Scalable Thompson Sampling using Sparse Gaussian Process Models#
In our other Thompson sampling notebook we demonstrate how to perform batch optimization using a traditional implementation of Thompson sampling that samples exactly from an underlying Gaussian Process surrogate model. Unfortunately, this approach incurs a large computational overhead that scales polynomially with the optimization budget and so cannot be applied to settings with larger optimization budgets, e.g. those where large batches (>>10) of points can be collected.
Luckily, Trieste also supports a scalable formulation of Thompson sampling. In particular, by coupling a sparse Gaussian process surrogate model with an approximate sampling scheme we can apply Thompson sampling over very large optimization budgets and batch sizes, i.e. for those settings where standard BO methods are infeasbible. The implementation in this notebook follows our paper (see [VMA+21])
(https://arxiv.org/pdf/2006.05356.pdf).
[1]:
import numpy as np
import tensorflow as tf
np.random.seed(1793)
tf.random.set_seed(1793)
Define the problem and model#
We’ll use a continuous bounded search space, and build a noisy observer. We then collect an initial design of 15 random points. In order to build a toy problem that requires a large optimization budget, we have contaminated our observations with a large amount of Gaussian noise.
[2]:
import trieste
from trieste.objectives import Hartmann6
from trieste.types import TensorType
hartmann_6 = Hartmann6.objective
search_space = Hartmann6.search_space
def noisy_hartmann_6(
x: TensorType,
) -> TensorType: # contaminate observations with Gaussian noise
return hartmann_6(x) + tf.random.normal([len(x), 1], 0, 1, tf.float64)
num_initial_data_points = 15
initial_query_points = search_space.sample(num_initial_data_points)
observer = trieste.objectives.utils.mk_observer(noisy_hartmann_6)
initial_data = observer(initial_query_points)

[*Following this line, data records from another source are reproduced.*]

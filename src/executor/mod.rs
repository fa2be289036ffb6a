//! Query execution module
//!
//! This module runs typed statements against the catalog: WHERE evaluation,
//! the SELECT pipeline, and per-statement executors.

pub mod condition;
pub mod executor;
pub mod query;

pub use condition::RowFilter;
pub use executor::{Executor, QueryResult, ResultRow};
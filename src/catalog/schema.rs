//! Schema definitions for Tabula
//!
//! This module defines columns, table-level constraints and the table itself,
//! which owns its rows.

use serde::{Deserialize, Serialize};

use super::types::DataType;
use crate::error::{Error, Result};
use crate::storage::{Row, Value};

/// Default value attached to a column definition
#[derive(Debug, Clone, PartialEq, Serialize, Deserialize)]
#[serde(tag = "kind", content = "value", rename_all = "camelCase")]
pub enum ColumnDefault {
    /// `DEFAULT NULL`
    Null,
    /// `DEFAULT CURRENT_TIMESTAMP`, evaluated when the row is written
    CurrentTimestamp,
    /// A de-quoted literal, coerced by column type when used
    Literal(String),
}

/// Column-level `REFERENCES table(column)`
#[derive(Debug, Clone, PartialEq, Serialize, Deserialize)]
pub struct ForeignKeyRef {
    pub table: String,
    pub column: Option<String>,
}

/// Column definition in a table
#[derive(Debug, Clone, PartialEq, Serialize, Deserialize)]
#[serde(rename_all = "camelCase")]
pub struct Column {
    /// Column name
    pub name: String,
    /// Data type
    #[serde(rename = "type")]
    pub data_type: DataType,
    /// Declared length or precision, e.g. the 100 of `VARCHAR(100)`
    #[serde(default, skip_serializing_if = "Option::is_none")]
    pub length: Option<u32>,
    /// Declared scale, e.g. the 2 of `DECIMAL(10,2)`
    #[serde(default, skip_serializing_if = "Option::is_none")]
    pub scale: Option<u32>,
    /// Is this column nullable?
    pub nullable: bool,
    /// Is this the primary key?
    pub primary_key: bool,
    pub auto_increment: bool,
    /// Is this column unique?
    pub unique: bool,
    #[serde(default, skip_serializing_if = "Option::is_none")]
    pub default_value: Option<ColumnDefault>,
    #[serde(default, skip_serializing_if = "Option::is_none")]
    pub foreign_key: Option<ForeignKeyRef>,
    /// Members of an ENUM or SET type
    #[serde(default, skip_serializing_if = "Vec::is_empty")]
    pub members: Vec<String>,
}

impl Column {
    /// Create a new nullable column with no constraints
    pub fn new(name: impl Into<String>, data_type: DataType) -> Self {
        Self {
            name: name.into(),
            data_type,
            length: None,
            scale: None,
            nullable: true,
            primary_key: false,
            auto_increment: false,
            unique: false,
            default_value: None,
            foreign_key: None,
            members: Vec::new(),
        }
    }

    /// Set nullable flag
    pub fn nullable(mut self, nullable: bool) -> Self {
        self.nullable = nullable;
        self
    }

    /// Set primary key flag
    pub fn primary_key(mut self, pk: bool) -> Self {
        self.primary_key = pk;
        self
    }

    pub fn auto_increment(mut self, auto_increment: bool) -> Self {
        self.auto_increment = auto_increment;
        self
    }

    /// Set unique flag
    pub fn unique(mut self, unique: bool) -> Self {
        self.unique = unique;
        self
    }

    /// Set default value
    pub fn default_value(mut self, default: ColumnDefault) -> Self {
        self.default_value = Some(default);
        self
    }

    pub fn length(mut self, length: u32) -> Self {
        self.length = Some(length);
        self
    }

    /// Whether inserts generate this column's value as `max + 1`.
    pub fn is_identity(&self) -> bool {
        self.auto_increment && self.primary_key
    }

    /// The declared default resolved to a value, `None` if there is none.
    pub fn resolve_default(&self) -> Option<Value> {
        self.default_value.as_ref().map(|d| match d {
            ColumnDefault::Null => Value::Null,
            ColumnDefault::CurrentTimestamp => Value::current_timestamp(),
            ColumnDefault::Literal(raw) => Value::coerce(raw, self.data_type),
        })
    }

    /// Type as it would be written in DDL, e.g. `VARCHAR(50)`
    pub fn type_label(&self) -> String {
        if !self.members.is_empty() {
            let members: Vec<String> = self.members.iter().map(|m| format!("'{}'", m)).collect();
            return format!("{}({})", self.data_type, members.join(","));
        }
        match (self.length, self.scale) {
            (Some(len), Some(scale)) => format!("{}({},{})", self.data_type, len, scale),
            (Some(len), None) => format!("{}({})", self.data_type, len),
            _ => self.data_type.to_string(),
        }
    }
}

/// Kind of a table-level constraint clause
#[derive(Debug, Clone, Copy, PartialEq, Eq, Serialize, Deserialize)]
#[serde(rename_all = "SCREAMING_SNAKE_CASE")]
pub enum ConstraintKind {
    PrimaryKey,
    ForeignKey,
    UniqueKey,
    Check,
    Index,
}

/// Table-level constraint, recorded as written but not enforced
#[derive(Debug, Clone, PartialEq, Serialize, Deserialize)]
pub struct TableConstraint {
    pub kind: ConstraintKind,
    pub definition: String,
}

fn default_engine() -> String {
    "InnoDB".to_string()
}

fn default_charset() -> String {
    "utf8mb4".to_string()
}

/// A table: ordered columns plus the rows stored under them
#[derive(Debug, Clone, PartialEq, Serialize, Deserialize)]
#[serde(rename_all = "camelCase")]
pub struct Table {
    /// Table name
    pub name: String,
    columns: Vec<Column>,
    rows: Vec<Row>,
    /// Index names. Indexes have no structural effect.
    #[serde(default)]
    pub indexes: Vec<String>,
    #[serde(default)]
    pub constraints: Vec<TableConstraint>,
    #[serde(default = "default_engine")]
    pub engine: String,
    #[serde(default = "default_charset")]
    pub charset: String,
}

impl Table {
    /// Create a new empty table
    pub fn new(name: impl Into<String>, columns: Vec<Column>) -> Self {
        Self {
            name: name.into(),
            columns,
            rows: Vec::new(),
            indexes: Vec::new(),
            constraints: Vec::new(),
            engine: default_engine(),
            charset: default_charset(),
        }
    }

    /// Get all columns
    pub fn columns(&self) -> &[Column] {
        &self.columns
    }

    /// Get column names in declaration order
    pub fn column_names(&self) -> Vec<String> {
        self.columns.iter().map(|c| c.name.clone()).collect()
    }

    /// Get column index by name (case-insensitive)
    pub fn column_index(&self, name: &str) -> Option<usize> {
        self.columns
            .iter()
            .position(|c| c.name.eq_ignore_ascii_case(name))
    }

    /// Get column by name (case-insensitive)
    pub fn column(&self, name: &str) -> Option<&Column> {
        self.column_index(name).map(|idx| &self.columns[idx])
    }

    /// Error for a column name this table doesn't have
    pub fn invalid_column(&self, name: &str) -> Error {
        Error::InvalidColumn {
            column: name.to_string(),
            valid: self.column_names().join(", "),
        }
    }

    pub fn rows(&self) -> &[Row] {
        &self.rows
    }

    pub fn row_count(&self) -> usize {
        self.rows.len()
    }

    /// Append a row. The value count must match the column count.
    pub fn push_row(&mut self, values: Vec<Value>) -> Result<()> {
        if values.len() != self.columns.len() {
            return Err(Error::Internal(format!(
                "row for '{}' has {} value(s) but the table has {} column(s)",
                self.name,
                values.len(),
                self.columns.len()
            )));
        }
        self.rows.push(Row::new(values));
        Ok(())
    }

    /// Apply `f` to every row matching `predicate`, returning how many matched.
    pub fn update_where<P, F>(&mut self, mut predicate: P, mut f: F) -> Result<usize>
    where
        P: FnMut(&Row) -> bool,
        F: FnMut(&mut Row) -> Result<()>,
    {
        let mut updated = 0;
        for row in self.rows.iter_mut() {
            if predicate(row) {
                f(row)?;
                updated += 1;
            }
        }
        Ok(updated)
    }

    /// Remove every row matching `predicate`, returning how many were removed.
    pub fn delete_where<P>(&mut self, mut predicate: P) -> usize
    where
        P: FnMut(&Row) -> bool,
    {
        let before = self.rows.len();
        self.rows.retain(|row| !predicate(row));
        before - self.rows.len()
    }

    /// Remove all rows, keeping the schema. Returns the prior row count.
    pub fn truncate(&mut self) -> usize {
        let count = self.rows.len();
        self.rows.clear();
        count
    }

    /// `max(existing) + 1` over the integer values of a column, starting at 1.
    ///
    /// Integers are read exactly; strings count only when they parse as `i64`.
    pub fn next_auto_increment(&self, column_index: usize) -> Result<i64> {
        let max = self
            .rows
            .iter()
            .filter_map(|row| match row.get(column_index)? {
                Value::Integer(n) => Some(*n),
                Value::String(s) => s.trim().parse::<i64>().ok(),
                _ => None,
            })
            .max();

        match max {
            None => Ok(1),
            Some(max) => max.checked_add(1).ok_or_else(|| Error::AutoIncrementOverflow {
                table: self.name.clone(),
                column: self.columns[column_index].name.clone(),
            }),
        }
    }

    /// Verify every row still matches the column list (after loading).
    pub fn validate(&self) -> Result<()> {
        match self.rows.iter().position(|r| r.len() != self.columns.len()) {
            Some(idx) => Err(Error::Serialization(format!(
                "row {} of table '{}' has {} value(s), expected {}",
                idx,
                self.name,
                self.rows[idx].len(),
                self.columns.len()
            ))),
            None => Ok(()),
        }
    }
}

#[cfg(test)]
mod tests {
    use super::*;

    fn users() -> Table {
        Table::new(
            "users",
            vec![
                Column::new("id", DataType::Int)
                    .primary_key(true)
                    .auto_increment(true),
                Column::new("name", DataType::Varchar).length(50).nullable(false),
            ],
        )
    }

    #[test]
    fn test_column_lookup_is_case_insensitive() {
        let table = users();
        assert_eq!(table.column_index("NAME"), Some(1));
        assert!(table.column("Id").unwrap().is_identity());
        assert!(table.column("missing").is_none());
    }

    #[test]
    fn test_push_row_checks_arity() {
        let mut table = users();
        table
            .push_row(vec![Value::Integer(1), Value::String("a".into())])
            .unwrap();
        let err = table.push_row(vec![Value::Integer(2)]).unwrap_err();
        assert!(matches!(err, Error::Internal(_)));
        assert_eq!(table.row_count(), 1);
    }

    #[test]
    fn test_next_auto_increment() {
        let mut table = users();
        assert_eq!(table.next_auto_increment(0).unwrap(), 1);
        table
            .push_row(vec![Value::Integer(7), Value::String("a".into())])
            .unwrap();
        table
            .push_row(vec![Value::Integer(3), Value::String("b".into())])
            .unwrap();
        assert_eq!(table.next_auto_increment(0).unwrap(), 8);
    }

    #[test]
    fn test_next_auto_increment_is_exact() {
        let mut table = users();
        table
            .push_row(vec![Value::Integer(-9), Value::String("a".into())])
            .unwrap();
        table
            .push_row(vec![Value::Integer(-4), Value::String("b".into())])
            .unwrap();
        assert_eq!(table.next_auto_increment(0).unwrap(), -3);

        // Above 2^53 a float round-trip would collide
        let big = (1_i64 << 53) + 1;
        table
            .push_row(vec![Value::Integer(big), Value::String("c".into())])
            .unwrap();
        table
            .push_row(vec![Value::String(" 12 ".into()), Value::String("d".into())])
            .unwrap();
        assert_eq!(table.next_auto_increment(0).unwrap(), big + 1);
    }

    #[test]
    fn test_next_auto_increment_overflow() {
        let mut table = users();
        table
            .push_row(vec![Value::Integer(i64::MAX), Value::String("a".into())])
            .unwrap();
        let err = table.next_auto_increment(0).unwrap_err();
        assert!(matches!(err, Error::AutoIncrementOverflow { .. }));
        assert_eq!(err.code(), "AUTO_INCREMENT_OVERFLOW");
    }

    #[test]
    fn test_type_label() {
        let mut col = Column::new("price", DataType::Decimal).length(10);
        col.scale = Some(2);
        assert_eq!(col.type_label(), "DECIMAL(10,2)");

        let mut status = Column::new("status", DataType::Enum);
        status.members = vec!["on".into(), "off".into()];
        assert_eq!(status.type_label(), "ENUM('on','off')");
    }

    #[test]
    fn test_delete_and_truncate() {
        let mut table = users();
        for (id, name) in [(1, "a"), (2, "b"), (3, "c")] {
            table
                .push_row(vec![Value::Integer(id), Value::String(name.into())])
                .unwrap();
        }
        let removed = table.delete_where(|row| row.get(0) == Some(&Value::Integer(2)));
        assert_eq!(removed, 1);
        assert_eq!(table.truncate(), 2);
        assert_eq!(table.row_count(), 0);
        assert_eq!(table.columns().len(), 2);
    }
}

We’ll use a sparse Gaussian process regression to model the function, as implemented in GPflow. The GPflow models cannot be used directly in our Bayesian optimization routines, so we build a GPflow’s SVGP
model using Trieste’s convenient model build function build_svgp
and pass it to the SparseVariational
wrapper. Note that we also define a KMeansInducingPointSelector
selector, i.e. we reallocate the 50 inducing points of our SVGP
model at the start of each BO step to be the
centroids of a k-means clustering of the observations. As the optimization progresses, observations are likely to be concentrated in the optimal regions, so clustering provides “targeted” inducing points for BO.
[3]:
from trieste.models.gpflow import (
SparseVariational,
build_svgp,
KMeansInducingPointSelector,
)
from trieste.models.optimizer import BatchOptimizer
gpflow_model = build_svgp(
initial_data, search_space, likelihood_variance=0.01, num_inducing_points=50
)
inducing_point_selector = KMeansInducingPointSelector()
model = SparseVariational(
gpflow_model,
num_rff_features=1_000,
inducing_point_selector=inducing_point_selector,
optimizer=BatchOptimizer(
tf.optimizers.Adam(0.1), max_iter=100, batch_size=50, compile=True
),
)
Create the Thompson sampling acquisition rule#
Thompson sampling chooses query points as the minimizers of random samples from the model of our objective function.
Using a decoupled sampling scheme, we can build approximate samples from our sparse GP surrogate model at low cost. As we can cheaply evaluate the values and gradients of these approximate samples at any point across the search space, our acquisition function optimizers can be used to find the minimizers of the samples across the whole search space. We can increase the quality of these approximate samples at the expense of computational cost by increasing
num_rff_features
(as specified when defining our model above).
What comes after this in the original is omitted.